'''

use std::path::Path;

/// Upper bound on positional parameters when none is configured.
pub const DEFAULT_MAX_PARAMETERS: usize = 100_000;

/// Parser-wide knobs.
#[derive(Debug, Clone, PartialEq, Eq)]
pub struct ParserConfig {
    /// Name shown in `Usage:` lines and error messages.
    pub program: String,
    /// Free text appended verbatim to the long usage.
    pub description: Option<String>,
    pub min_parameters: usize,
    pub max_parameters: usize,
    /// Accept an empty argv instead of failing.
    pub allow_no_argument: bool,
    /// Register `-h/--help` on construction.
    pub builtin_help: bool,
}

impl Default for ParserConfig {
    fn default() -> Self {
        Self {
            program: program_name(),
            description: None,
            min_parameters: 0,
            max_parameters: DEFAULT_MAX_PARAMETERS,
            allow_no_argument: false,
            builtin_help: true,
        }
    }
}

fn program_name() -> String {
    std::env::args_os()
        .next()
        .and_then(|arg0| {
            Path::new(&arg0)
                .file_name()
                .map(|n| n.to_string_lossy().into_owned())
        })
        .unwrap_or_else(|| "program".to_string())
}
// BlockFi Import - Core Library
// Exposes all modules for use in the CLI and tests

pub mod abi;
pub mod assets;
pub mod config;
pub mod db;
pub mod deserialize;
pub mod error;
pub mod importers;
pub mod messages;
pub mod row;
pub mod types;

// Re-export commonly used types
pub use abi::{AbiParam, EventAbi};
pub use assets::{AssetResolver, BlockFiAssetResolver};
pub use config::{ImportConfig, DEFAULT_FEE_ASSET, DEFAULT_TIMESTAMP_FORMAT};
pub use db::{
    get_asset_movements, get_history_events, get_trades, setup_database, verify_counts,
    EventSink, MemorySink, SqliteSink,
};
pub use error::{ImportError, Result};
pub use importers::{
    import_csv, import_reader, BlockFiTradesImporter, BlockFiTransactionsImporter, CsvImporter,
    ImportSummary, RecordKind, RowOutcome, SkipReason, TransactionKind, BLOCKFI_PREFIX,
};
pub use messages::MessageAggregator;
pub use row::{hash_csv_row, RawRow};
pub use types::{
    Asset, AssetMovement, HistoryEvent, HistoryEventSubType, HistoryEventType, Location,
    MovementCategory, Trade, TradeType,
};

/// Library version
pub const VERSION: &str = env!("CARGO_PKG_VERSION");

'''

In the entries above, find the line with "fn default() ->" and the line with "pub mod assets;", then restate word for word both of them and every line between, with nothing more.

[SOLUTION TO THIS PROBLEM]:
    fn default() -> Self {
        Self {
            program: program_name(),
            description: None,
            min_parameters: 0,
            max_parameters: DEFAULT_MAX_PARAMETERS,
            allow_no_argument: false,
            builtin_help: true,
        }
    }
}

fn program_name() -> String {
    std::env::args_os()
        .next()
        .and_then(|arg0| {
            Path::new(&arg0)
                .file_name()
                .map(|n| n.to_string_lossy().into_owned())
        })
        .unwrap_or_else(|| "program".to_string())
}
// BlockFi Import - Core Library
// Exposes all modules for use in the CLI and tests

pub mod abi;
pub mod assets;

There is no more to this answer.